Fait avec amour, il en va de soi, mais sérieusement? quelle idée d’"Halfeliniser" Valérie Lemercier pour lui donner la taille d’un enfant dans la première partie du film? ce n’est pas parce que Peter Jackson l’a fait avec les Nains et les Hobbits de son héxalogie qu’il fallait faire un truc pareil dans ce film ci aussi! D’autant plus qu’au-delà de coller un visage rajeuni (par ordi? maquillage?) de l’actrice sur un corps de préado, outre son teint pâle cadavérique tout le long du film, ce n’est pas en lui donnant une taille d’enfant, en l’habillant en enfant, et en lui faisant faire des mimiques d’enfants, que ça fait de cette actrice approchant les 60 ans un enfant! Aline à 10, 12, 14 ans, est juste: horrible, surtout avec sa voix d’adulte, pour ma part impossible de rentrer dans le film jusqu’à ce qu’elle atteigne l’âge adulte (ce qui correspond à une bonne heure), des bras de femme de 57 ans à 17 ans, tandis que le personnage est censé avoir une allure sportive, puis jeune adulte, toujours aussi pâle, la vingtaine, la trentaine, ce n’est que TRES tard dans le film, lorsque le personnage s’approche peu à peu de l’âge de son actrice, qu’Aline est crédible en tant qu’être humain: Là c’est créer un hobbit, mais sans le budget, et malgré l’amour que Lemercier a placé dans son film, l’intérêt général qu’on peut porter à l’histoire (rythmée, accrocheuse, et débordante de rebondissement), si on n’arrive pas à dépasser les effets spéciaux foirés, c’est toute une partie de l’expérience du film qui est gâchée:
Lemercier bouge son corps très, niveau chorégraphie, outre quelques erreurs dans les playbacks (de son côté comme du côté des violonistes derrière elle), elle s’en sort très bien et sur scène son personnage ‘fictif’ (dans sa période d’or), à fière allure. Mais ce visage blanc, dénué de toute texture de peau, comme ‘plastifié’, on croirait une rastérisation bon marché qualité DVD d’un film des années 60… avec l’ensemble des autres personnages en 1K de l’autre…

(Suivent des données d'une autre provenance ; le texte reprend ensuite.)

//! Rendering - draws laid-out text onto the screen.
//!
//! Two screen modes are supported:
//! - **Banner**: a framed block near the top, used for titles and questions
//! - **Bottom text**: narration anchored to the bottom of the terminal

mod screen;

pub use screen::*;

use std::io::{self, Write};

use crate::layout::wrap_center;

/// Draws text for the engine.
///
/// The renderer never touches save state; it only writes to `out`.
pub struct Renderer<W, S> {
    out: W,
    screen: S,
    width: usize,
    padding: usize,
}

impl<W: Write, S: Screen> Renderer<W, S> {
    /// Create a renderer drawing `width` columns with `padding` rows of margin.
    pub fn new(out: W, screen: S, width: usize, padding: usize) -> Self {
        Self {
            out,
            screen,
            width: width.max(1),
            padding,
        }
    }

    pub fn width(&self) -> usize {
        self.width
    }

    pub fn padding(&self) -> usize {
        self.padding
    }

    /// The underlying output.
    pub fn writer(&self) -> &W {
        &self.out
    }

    pub fn into_writer(self) -> W {
        self.out
    }

    /// Clear the screen and draw `text` between two rules of `=`.
    pub fn banner(&mut self, text: &str) -> io::Result<()> {
        self.screen.clear(&mut self.out)?;

        let rule = "=".repeat(self.width);
        let margin = "\n".repeat(self.padding);

        write!(self.out, "{}", margin)?;
        writeln!(self.out, "{}", rule)?;
        writeln!(self.out)?;
        for line in wrap_center(text, self.width) {
            writeln!(self.out, "{}", line)?;
        }
        writeln!(self.out)?;
        writeln!(self.out, "{}", rule)?;
        write!(self.out, "{}", margin)?;
        self.out.flush()
    }

    /// Clear the screen and draw `text` anchored to the bottom.
    ///
    /// Leaves `padding` rows free below the text. Text taller than the
    /// terminal is simply drawn from the top.
    pub fn bottom_text(&mut self, text: &str) -> io::Result<()> {
        self.screen.clear(&mut self.out)?;

        let lines = wrap_center(text, self.width);
        let blank = self
            .screen
            .rows()
            .saturating_sub(lines.len())
            .saturating_sub(self.padding);

        write!(self.out, "{}", "\n".repeat(blank))?;
        for line in lines {
            writeln!(self.out, "{}", line)?;
        }
        self.out.flush()
    }

    /// Write an input marker without a newline.
    pub fn prompt(&mut self, marker: &str) -> io::Result<()> {
        write!(self.out, "{}", marker)?;
        self.out.flush()
    }

    /// Write a single line of plain text, such as an inline error.
    pub fn line(&mut self, text: &str) -> io::Result<()> {
        writeln!(self.out, "{}", text)?;
        self.out.flush()
    }
}
//! Story content, one function per day.

use std::io::{BufRead, Write};

use vn_engine::{Engine, Hero, Result, Screen, Story};

/// Every day with content, in play order.
pub fn story<R, W, S>() -> Story<R, W, S>
where
    R: BufRead + 'static,
    W: Write + 'static,
    S: Screen + 'static,
{
    Story::new()
        .day(1, prologue::<R, W, S>)
        .day(2, new_morning::<R, W, S>)
}

// =====================================
// Day 001 - Prologue
// =====================================

fn prologue<R: BufRead, W: Write, S: Screen>(vn: &mut Engine<R, W, S>) -> Result<()> {
    vn.day_screen(1, "Prologue")?;

    vn.show_banner(
        "
        Clayn got stabbed to death and reincarnated as a hero
        to fight a dragon that later became his new wife.
        ",
    )?;
    vn.wait()?;

    let name = vn.ask_text("name", "What is your name? (empty for Clayn)", "Clayn")?;
    let hero = Hero::new(name);
    tracing::debug!("Created {}", hero);

    vn.ask_yes_no("pregnancy", "Do you want pregnancy on?", false)?;

    vn.show_bottom_text(&format!(
        "You wake up at home and notice that you are late for class, {}.",
        hero.name
    ))?;
    vn.wait()?;

    vn.show_bottom_text("You quickly get ready and dash out of the house toward your school.")?;
    vn.wait()?;

    vn.show_bottom_text("On the way, you have to cross the road.")?;
    vn.wait()?;

    vn.end_day(2)
}

// =====================================
// Day 002 - A New Morning
// =====================================

fn new_morning<R: BufRead, W: Write, S: Screen>(vn: &mut Engine<R, W, S>) -> Result<()> {
    vn.day_screen(2, "A New Morning")?;

    let name = vn.get("name", "Clayn");
    vn.show_bottom_text(&format!("Good Morning, {}.", name))?;
    vn.wait()?;

    vn.ask_single_choice(
        "drink",
        "What do you want to drink?",
        &["Coffee", "Tea", "Water"],
        Some("Coffee"),
    )?;

    vn.end_day(3)
}
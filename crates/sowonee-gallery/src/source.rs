//! Where image records come from.

use std::path::{Path, PathBuf};
use std::sync::{Arc, RwLock, PoisonError};

use async_trait::async_trait;
use tracing::{debug, instrument};

use sowonee_core::{Error, ImageRecord, Result};

/// Supplier of the visible record set.
#[async_trait]
pub trait ImageSource: Send + Sync {
    /// Fetch every record with `is_visible == true`.
    async fn fetch_visible(&self) -> Result<Vec<ImageRecord>>;
}

/// In-memory source, replaceable at runtime.
#[derive(Debug, Clone, Default)]
pub struct StaticSource {
    records: Arc<RwLock<Vec<ImageRecord>>>,
}

impl StaticSource {
    pub fn new(records: Vec<ImageRecord>) -> Self {
        Self {
            records: Arc::new(RwLock::new(records)),
        }
    }

    /// Swap the backing records, e.g. after an upload.
    pub fn replace(&self, records: Vec<ImageRecord>) {
        *self.records.write().unwrap_or_else(PoisonError::into_inner) = records;
    }
}

#[async_trait]
impl ImageSource for StaticSource {
    async fn fetch_visible(&self) -> Result<Vec<ImageRecord>> {
        let records = self.records.read().unwrap_or_else(PoisonError::into_inner);
        Ok(records.iter().filter(|r| r.is_visible).cloned().collect())
    }
}

/// Reads a JSON array of records from disk on every fetch.
#[derive(Debug, Clone)]
pub struct JsonFileSource {
    path: PathBuf,
}

impl JsonFileSource {
    pub fn new(path: impl Into<PathBuf>) -> Self {
        Self { path: path.into() }
    }

    pub fn path(&self) -> &Path {
        &self.path
    }
}

#[async_trait]
impl ImageSource for JsonFileSource {
    #[instrument(skip(self), fields(subsystem = "gallery", component = "source", path = %self.path.display()))]
    async fn fetch_visible(&self) -> Result<Vec<ImageRecord>> {
        let content = tokio::fs::read_to_string(&self.path).await.map_err(|e| {
            Error::Source(format!("failed to read {}: {}", self.path.display(), e))
        })?;
        let records: Vec<ImageRecord> = serde_json::from_str(&content)?;
        let total = records.len();
        let visible: Vec<ImageRecord> = records.into_iter().filter(|r| r.is_visible).collect();
        debug!(input_count = total, result_count = visible.len(), "Records loaded");
        Ok(visible)
    }
}

#[cfg(test)]
mod tests {
    use super::*;

    #[tokio::test]
    async fn test_static_source_drops_hidden() {
        let source = StaticSource::new(vec![
            ImageRecord::new("a", "A", "2025-01-01"),
            ImageRecord::new("b", "B", "2025-01-01").hidden(),
        ]);
        let records = source.fetch_visible().await.unwrap();
        assert_eq!(records.len(), 1);
        assert_eq!(records[0].id, "a");

        source.replace(vec![]);
        assert!(source.fetch_visible().await.unwrap().is_empty());
    }

    #[tokio::test]
    async fn test_json_file_source_reads_stored_rows() {
        let dir = tempfile::tempdir().unwrap();
        let path = dir.path().join("images.json");
        std::fs::write(
            &path,
            r#"[
                {"id": "1", "title": "소원", "created_at": "2025-01-01T00:00:00Z", "character": "sowon"},
                {"id": "2", "title": "hidden", "created_at": "2025-01-02T00:00:00Z", "is_visible": false}
            ]"#,
        )
        .unwrap();

        let records = JsonFileSource::new(&path).fetch_visible().await.unwrap();
        assert_eq!(records.len(), 1);
        assert_eq!(records[0].character.as_deref(), Some("sowon"));
        assert_eq!(records[0].likes, 0);
    }

    #[tokio::test]
    async fn test_json_file_source_errors() {
        let dir = tempfile::tempdir().unwrap();
        let missing = JsonFileSource::new(dir.path().join("absent.json"));
        assert!(matches!(missing.fetch_visible().await, Err(Error::Source(_))));

        let path = dir.path().join("bad.json");
        std::fs::write(&path, "{").unwrap();
        assert!(matches!(
            JsonFileSource::new(&path).fetch_visible().await,
            Err(Error::Serialization(_))
        ));
    }
}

Pour le reste ça reste grandement mièvre, un jonglage borderline niveaux émotions, de l’humour raciste en l’encontre des québécois et de leur accent, bref, au milieu de la sincérité et des bonnes intentions, on tombe souvent dans le mauvais goût.

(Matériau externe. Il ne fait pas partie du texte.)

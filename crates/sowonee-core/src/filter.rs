//! Query/filter engine over an in-memory record set.
//!
//! [`FilterSpec`] is the user's current combination of filter and sort
//! selections. [`filter_images`] is a pure function of `(records, spec)`:
//!
//! - **Character**: exact equality on `character`
//! - **Emotion / Action / Scene**: description contains any keyword of the
//!   selected value (OR within the dimension, case-insensitive)
//! - **Legacy tags**: exact equality on `image_type` / `image_mood` /
//!   `image_shape` / `image_purpose`
//! - **Search**: title OR description contains the text, case-insensitive
//!
//! Dimensions combine with AND; an empty string leaves a dimension
//! unconstrained. Hidden records are never returned.
//!
//! The special filters (`popular`, `favorites`) need engagement and favorites
//! state that lives outside this crate, so they run as a second pass through
//! [`apply_special_filter`].
//!
//! # Example
//!
//! ```
//! use sowonee_core::{filter_images, FilterSpec, ImageRecord, SortOrder};
//!
//! let records = vec![
//!     ImageRecord::new("a", "Sowon smiling", "2025-01-01T00:00:00Z")
//!         .with_character("sowon")
//!         .with_description("미소짓는 소원이"),
//!     ImageRecord::new("b", "Mom at work", "2025-01-02T00:00:00Z")
//!         .with_character("mom")
//!         .with_description("working at the office"),
//! ];
//!
//! let spec = FilterSpec::new().with_emotion("happy").with_sort(SortOrder::Newest);
//! let shown = filter_images(&records, &spec);
//! assert_eq!(shown.len(), 1);
//! assert_eq!(shown[0].id, "a");
//! ```

use std::cmp::Reverse;
use std::collections::{HashMap, HashSet};

use serde::{Deserialize, Serialize};
use tracing::trace;

use crate::models::ImageRecord;
use crate::vocab::{action_keywords, emotion_keywords, scene_keywords, text_matches_keywords};

// =============================================================================
// SORT ORDER
// =============================================================================

/// Display order of the filtered records.
#[derive(Debug, Clone, Copy, PartialEq, Eq, Hash, Default, Serialize, Deserialize)]
#[serde(rename_all = "lowercase", from = "String")]
pub enum SortOrder {
    /// Descending by `created_at`.
    #[default]
    Newest,
    /// Ascending by `created_at`.
    Oldest,
    /// Descending by the record's own `likes`, not engagement popularity.
    Popular,
    /// Ascending ordinal compare on `title`.
    Title,
}

impl SortOrder {
    pub const ALL: &'static [SortOrder] = &[Self::Newest, Self::Oldest, Self::Popular, Self::Title];

    pub fn value(&self) -> &'static str {
        match self {
            Self::Newest => "newest",
            Self::Oldest => "oldest",
            Self::Popular => "popular",
            Self::Title => "title",
        }
    }

    pub fn label(&self) -> &'static str {
        match self {
            Self::Newest => "최신순",
            Self::Oldest => "오래된순",
            Self::Popular => "인기순",
            Self::Title => "이름순",
        }
    }
}

/// Unknown values fall back to `newest`.
impl From<String> for SortOrder {
    fn from(s: String) -> Self {
        match s.to_lowercase().as_str() {
            "oldest" => Self::Oldest,
            "popular" => Self::Popular,
            "title" => Self::Title,
            _ => Self::Newest,
        }
    }
}

impl std::str::FromStr for SortOrder {
    type Err = std::convert::Infallible;

    fn from_str(s: &str) -> Result<Self, Self::Err> {
        Ok(Self::from(s.to_string()))
    }
}

impl std::fmt::Display for SortOrder {
    fn fmt(&self, f: &mut std::fmt::Formatter<'_>) -> std::fmt::Result {
        f.write_str(self.value())
    }
}

// =============================================================================
// SPECIAL FILTER
// =============================================================================

/// Client-side restriction applied after the regular filter pass.
#[derive(Debug, Clone, Copy, PartialEq, Eq, Hash, Default, Serialize, Deserialize)]
#[serde(from = "String")]
pub enum SpecialFilter {
    #[default]
    #[serde(rename = "")]
    None,
    /// Restrict to the engagement top-N, ordered by engagement rank.
    #[serde(rename = "popular")]
    Popular,
    /// Restrict to favorited ids.
    #[serde(rename = "favorites")]
    Favorites,
}

impl SpecialFilter {
    pub fn value(&self) -> &'static str {
        match self {
            Self::None => "",
            Self::Popular => "popular",
            Self::Favorites => "favorites",
        }
    }

    pub fn is_none(&self) -> bool {
        matches!(self, Self::None)
    }
}

/// Unknown values mean no special filter.
impl From<String> for SpecialFilter {
    fn from(s: String) -> Self {
        match s.to_lowercase().as_str() {
            "popular" => Self::Popular,
            "favorites" => Self::Favorites,
            _ => Self::None,
        }
    }
}

impl std::str::FromStr for SpecialFilter {
    type Err = std::convert::Infallible;

    fn from_str(s: &str) -> Result<Self, Self::Err> {
        Ok(Self::from(s.to_string()))
    }
}

// =============================================================================
// FILTER SPEC
// =============================================================================

/// The user's current filter and sort selections.
///
/// Empty strings mean "no constraint on that dimension".
#[derive(Debug, Clone, Default, PartialEq, Eq, Hash, Serialize, Deserialize)]
#[serde(default)]
pub struct FilterSpec {
    pub character: String,
    pub emotion: String,
    pub action: String,
    pub scene: String,
    pub search: String,
    pub sort: SortOrder,
    #[serde(rename = "specialFilter")]
    pub special_filter: SpecialFilter,

    /// Legacy `image_type` constraint.
    #[serde(rename = "type")]
    pub image_type: String,
    /// Legacy `image_mood` constraint.
    pub mood: String,
    /// Legacy `image_shape` constraint.
    pub shape: String,
    /// Legacy `image_purpose` constraint.
    pub purpose: String,
}

impl FilterSpec {
    /// Create an empty spec (matches every visible record, newest first).
    pub fn new() -> Self {
        Self::default()
    }

    // =========================================================================
    // BUILDER METHODS
    // =========================================================================

    pub fn with_character(mut self, character: impl Into<String>) -> Self {
        self.character = character.into();
        self
    }

    pub fn with_emotion(mut self, emotion: impl Into<String>) -> Self {
        self.emotion = emotion.into();
        self
    }

    pub fn with_action(mut self, action: impl Into<String>) -> Self {
        self.action = action.into();
        self
    }

    pub fn with_scene(mut self, scene: impl Into<String>) -> Self {
        self.scene = scene.into();
        self
    }

    pub fn with_search(mut self, search: impl Into<String>) -> Self {
        self.search = search.into();
        self
    }

    pub fn with_sort(mut self, sort: SortOrder) -> Self {
        self.sort = sort;
        self
    }

    pub fn with_special_filter(mut self, special: SpecialFilter) -> Self {
        self.special_filter = special;
        self
    }

    pub fn with_type(mut self, image_type: impl Into<String>) -> Self {
        self.image_type = image_type.into();
        self
    }

    pub fn with_mood(mut self, mood: impl Into<String>) -> Self {
        self.mood = mood.into();
        self
    }

    pub fn with_shape(mut self, shape: impl Into<String>) -> Self {
        self.shape = shape.into();
        self
    }

    pub fn with_purpose(mut self, purpose: impl Into<String>) -> Self {
        self.purpose = purpose.into();
        self
    }

    // =========================================================================
    // CONSTRAINT CHECKS
    // =========================================================================

    /// True when no dimension is constrained. Sort order is not a constraint.
    pub fn is_empty(&self) -> bool {
        self.active_dimension_count() == 0
    }

    /// Number of constrained dimensions, the special filter included.
    pub fn active_dimension_count(&self) -> usize {
        [
            &self.character,
            &self.emotion,
            &self.action,
            &self.scene,
            &self.search,
            &self.image_type,
            &self.mood,
            &self.shape,
            &self.purpose,
        ]
        .iter()
        .filter(|v| !v.is_empty())
        .count()
            + usize::from(!self.special_filter.is_none())
    }

    /// Whether the filter panel should offer a reset.
    ///
    /// Only the panel's own dimensions count here; search and the legacy tags
    /// are reset elsewhere.
    pub fn has_active_filters(&self) -> bool {
        !self.character.is_empty()
            || !self.emotion.is_empty()
            || !self.action.is_empty()
            || !self.scene.is_empty()
            || !self.special_filter.is_none()
    }
}

// =============================================================================
// MATCHING
// =============================================================================

fn optional_equals(field: &Option<String>, wanted: &str) -> bool {
    wanted.is_empty() || field.as_deref() == Some(wanted)
}

fn keywords_match(record: &ImageRecord, wanted: &str, lookup: fn(&str) -> &'static [&'static str]) -> bool {
    wanted.is_empty() || text_matches_keywords(record.description_text(), lookup(wanted))
}

fn search_matches(record: &ImageRecord, search: &str) -> bool {
    if search.is_empty() {
        return true;
    }
    let needle = search.to_lowercase();
    record.title.to_lowercase().contains(&needle)
        || record.description_text().to_lowercase().contains(&needle)
}

/// Whether one record satisfies every constrained dimension of `spec`.
///
/// Visibility and the special filter are not checked here.
pub fn matches(record: &ImageRecord, spec: &FilterSpec) -> bool {
    optional_equals(&record.character, &spec.character)
        && keywords_match(record, &spec.emotion, emotion_keywords)
        && keywords_match(record, &spec.action, action_keywords)
        && keywords_match(record, &spec.scene, scene_keywords)
        && optional_equals(&record.image_type, &spec.image_type)
        && optional_equals(&record.image_mood, &spec.mood)
        && optional_equals(&record.image_shape, &spec.shape)
        && optional_equals(&record.image_purpose, &spec.purpose)
        && search_matches(record, &spec.search)
}

/// Stable in-place sort by the given order.
pub fn sort_images(images: &mut [&ImageRecord], order: SortOrder) {
    match order {
        // Unparseable timestamps compare as None, i.e. oldest.
        SortOrder::Newest => images.sort_by_cached_key(|r| Reverse(r.created_at_parsed())),
        SortOrder::Oldest => images.sort_by_cached_key(|r| r.created_at_parsed()),
        SortOrder::Popular => images.sort_by_key(|r| Reverse(r.likes)),
        SortOrder::Title => images.sort_by(|a, b| a.title.cmp(&b.title)),
    }
}

/// Filter and sort `records` by `spec`.
///
/// Returns references into `records`; no record is copied or altered.
/// `spec.special_filter` is ignored here, see [`apply_special_filter`].
pub fn filter_images<'a>(records: &'a [ImageRecord], spec: &FilterSpec) -> Vec<&'a ImageRecord> {
    let mut images: Vec<&ImageRecord> = records
        .iter()
        .filter(|r| r.is_visible && matches(r, spec))
        .collect();
    sort_images(&mut images, spec.sort);

    trace!(
        input_count = records.len(),
        result_count = images.len(),
        sort = %spec.sort,
        "Filter pass complete"
    );
    images
}

/// Second, client-side pass for `popular` / `favorites`.
///
/// `popular_ids` is the engagement ranking, most popular first. With
/// [`SpecialFilter::Popular`] the result follows that ranking and the
/// earlier sort order is discarded.
pub fn apply_special_filter<'a>(
    images: Vec<&'a ImageRecord>,
    special: SpecialFilter,
    favorites: &[String],
    popular_ids: &[String],
) -> Vec<&'a ImageRecord> {
    match special {
        SpecialFilter::None => images,
        SpecialFilter::Favorites => {
            let favorites: HashSet<&str> = favorites.iter().map(String::as_str).collect();
            images
                .into_iter()
                .filter(|r| favorites.contains(r.id.as_str()))
                .collect()
        }
        SpecialFilter::Popular => {
            let rank: HashMap<&str, usize> = popular_ids
                .iter()
                .enumerate()
                .map(|(i, id)| (id.as_str(), i))
                .collect();
            let mut popular: Vec<(usize, &ImageRecord)> = images
                .into_iter()
                .filter_map(|r| rank.get(r.id.as_str()).map(|&i| (i, r)))
                .collect();
            popular.sort_by_key(|(i, _)| *i);
            popular.into_iter().map(|(_, r)| r).collect()
        }
    }
}

// =============================================================================
// TESTS
// =============================================================================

En dehors des anachronismes assumés par rapport à la vie de Céline Dion (que je ne connais pas, je ne fais que rapporté ce que Lermercier a dit de son film, ce que j’ai entendu, et lu), des anachronismes dans les différentes époques survolées (des années 30 à nos jours).
Timeline inutilement compliquée à suivre.
Bref, pour qui arrive à entrer dans le film (les personnes autour de moi étaient globalement satisfaites à la sortie de la salle), pour les personnes plus fermées et regardantes ‘des petits détails’, à vos risques.
Pour ma part trop de facepalm pour réussir à pleinement apprécier quelque chose qui pourtant aurait pu m’intéresser.